TASK DESCRIPTION
Go over the data and copy out each line with "placeholders" in it.

DATA TO PROCESS

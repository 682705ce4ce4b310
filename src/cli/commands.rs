//! CLI command definitions

use clap::Args;
use std::path::PathBuf;

/// Submit a pipeline run
#[derive(Debug, Args, Clone)]
pub struct SubmitCommand {
    /// Path to pipeline YAML file (defaults to the bundled training pipeline)
    #[arg(short, long)]
    pub file: Option<String>,

    /// Parameter overrides (name=value)
    #[arg(short, long = "param", value_parser = parse_key_value)]
    pub params: Vec<(String, String)>,

    /// Directory for per-run job directories
    #[arg(long)]
    pub runs_dir: Option<PathBuf>,

    /// Training entry point executable
    #[arg(long)]
    pub entry_point: Option<String>,

    /// Only evaluate the condition and print the selected branch
    #[arg(long)]
    pub dry_run: bool,

    /// Don't save the run to history
    #[arg(long)]
    pub no_history: bool,
}

/// Validate a pipeline definition
#[derive(Debug, Args, Clone)]
pub struct ValidateCommand {
    /// Path to pipeline YAML file (defaults to the bundled training pipeline)
    #[arg(short, long)]
    pub file: Option<String>,

    /// Output in JSON format
    #[arg(long)]
    pub json: bool,
}

/// List pipelines with recorded runs
#[derive(Debug, Args, Clone)]
pub struct ListCommand {
    /// Show run counts
    #[arg(long)]
    pub with_counts: bool,

    /// Output in JSON format
    #[arg(long)]
    pub json: bool,
}

/// Show run history
#[derive(Debug, Args, Clone)]
pub struct HistoryCommand {
    /// Pipeline name to filter by
    #[arg(short, long)]
    pub pipeline: Option<String>,

    /// Number of recent runs to show
    #[arg(short, long, default_value_t = 10)]
    pub limit: usize,

    /// Show full details
    #[arg(long)]
    pub details: bool,

    /// Output in JSON format
    #[arg(long)]
    pub json: bool,

    /// Show a single run
    #[arg(long)]
    pub run_id: Option<String>,
}

/// Parse key=value pairs
pub fn parse_key_value(s: &str) -> Result<(String, String), String> {
    match s.split_once('=') {
        Some((key, value)) if !key.trim().is_empty() => {
            Ok((key.trim().to_string(), value.to_string()))
        }
        _ => Err(format!("Invalid key=value pair: {}", s)),
    }
}
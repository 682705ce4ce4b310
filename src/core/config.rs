//! Pipeline definition loaded from YAML

use crate::core::{
    condition::Condition,
    job::{placeholders, JobTemplate},
    parameter::ParameterDef,
    pipeline::FailStep,
    Pipeline,
};
use anyhow::{Context, Result};
use serde::{Deserialize, Serialize};
use std::collections::HashSet;
use std::path::Path;

/// Definition shipped with the binary
const BUNDLED_PIPELINE: &str = include_str!("../../pipelines/training.yaml");

/// Top-level pipeline definition
#[derive(Debug, Clone, Serialize, Deserialize)]
pub struct PipelineConfig {
    /// Pipeline name
    pub name: String,

    #[serde(default)]
    pub description: Option<String>,

    /// Pipeline version (optional)
    #[serde(default)]
    pub version: Option<String>,

    /// Parameters bound at submission time
    #[serde(default)]
    pub parameters: Vec<ParameterDef>,

    #[serde(default)]
    pub parallelism: ParallelismConfig,

    pub steps: StepsConfig,
}

/// Ceiling on concurrently executing steps
#[derive(Debug, Clone, Serialize, Deserialize)]
pub struct ParallelismConfig {
    #[serde(default = "default_max_parallel_steps")]
    pub max_parallel_execution_steps: usize,
}

fn default_max_parallel_steps() -> usize {
    1
}

impl Default for ParallelismConfig {
    fn default() -> Self {
        Self {
            max_parallel_execution_steps: default_max_parallel_steps(),
        }
    }
}

/// The condition and its two branches
#[derive(Debug, Clone, Serialize, Deserialize)]
pub struct StepsConfig {
    pub condition: Condition,

    /// Taken when the condition holds
    pub train: JobTemplate,

    /// Taken when the condition does not hold
    pub fail: FailStep,
}

impl PipelineConfig {
    /// Load pipeline configuration from a YAML file
    pub fn from_file<P: AsRef<Path>>(path: P) -> Result<Self> {
        let path = path.as_ref();
        let content = std::fs::read_to_string(path)
            .with_context(|| format!("Failed to read {}", path.display()))?;
        Self::from_yaml(&content)
    }

    /// Parse pipeline configuration from YAML string
    pub fn from_yaml(yaml: &str) -> Result<Self> {
        let config: PipelineConfig = serde_yaml::from_str(yaml)?;
        config.validate()?;
        Ok(config)
    }

    /// The bundled volume-checked training pipeline
    pub fn bundled() -> Result<Self> {
        Self::from_yaml(BUNDLED_PIPELINE).context("Bundled pipeline definition is invalid")
    }

    /// Load from a file when given, otherwise the bundled definition
    pub fn load(path: Option<&str>) -> Result<Self> {
        match path {
            Some(path) => Self::from_file(path),
            None => Self::bundled(),
        }
    }

    /// Validate the pipeline configuration
    pub fn validate(&self) -> Result<()> {
        if self.parallelism.max_parallel_execution_steps == 0 {
            anyhow::bail!("max_parallel_execution_steps must be at least 1");
        }

        let mut seen = HashSet::new();
        for param in &self.parameters {
            if !is_identifier(&param.name) {
                anyhow::bail!("Invalid parameter name: '{}'", param.name);
            }
            if !seen.insert(param.name.as_str()) {
                anyhow::bail!("Duplicate parameter: {}", param.name);
            }
            if param.default.param_type() != param.param_type {
                anyhow::bail!(
                    "Parameter '{}' is declared {} but its default is {}",
                    param.name,
                    param.param_type,
                    param.default.param_type()
                );
            }
        }

        let condition = &self.steps.condition;
        match self.parameters.iter().find(|p| p.name == condition.parameter) {
            None => anyhow::bail!(
                "Condition '{}' references non-existent parameter '{}'",
                condition.name,
                condition.parameter
            ),
            Some(param) if param.param_type != condition.value.param_type() => anyhow::bail!(
                "Condition '{}' compares {} parameter '{}' with a {} literal",
                condition.name,
                param.param_type,
                param.name,
                condition.value.param_type()
            ),
            Some(_) => {}
        }

        for (field, template) in self.steps.train.fields() {
            for name in placeholders(template) {
                if !seen.contains(name.as_str()) {
                    anyhow::bail!(
                        "Step '{}' field '{}' references non-existent parameter '{}'",
                        self.steps.train.name,
                        field,
                        name
                    );
                }
            }
        }

        if self.steps.fail.error_message.trim().is_empty() {
            anyhow::bail!("Step '{}' has an empty error_message", self.steps.fail.name);
        }

        Ok(())
    }

    /// Convert config to a Pipeline domain model
    pub fn to_pipeline(&self) -> Pipeline {
        Pipeline::from_config(self)
    }
}

fn is_identifier(name: &str) -> bool {
    let mut chars = name.chars();
    matches!(chars.next(), Some(c) if c.is_ascii_alphabetic() || c == '_')
        && chars.all(|c| c.is_ascii_alphanumeric() || c == '_')
}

PROBLEM SOLUTION
    job::{placeholders, JobTemplate},
            for name in placeholders(template) {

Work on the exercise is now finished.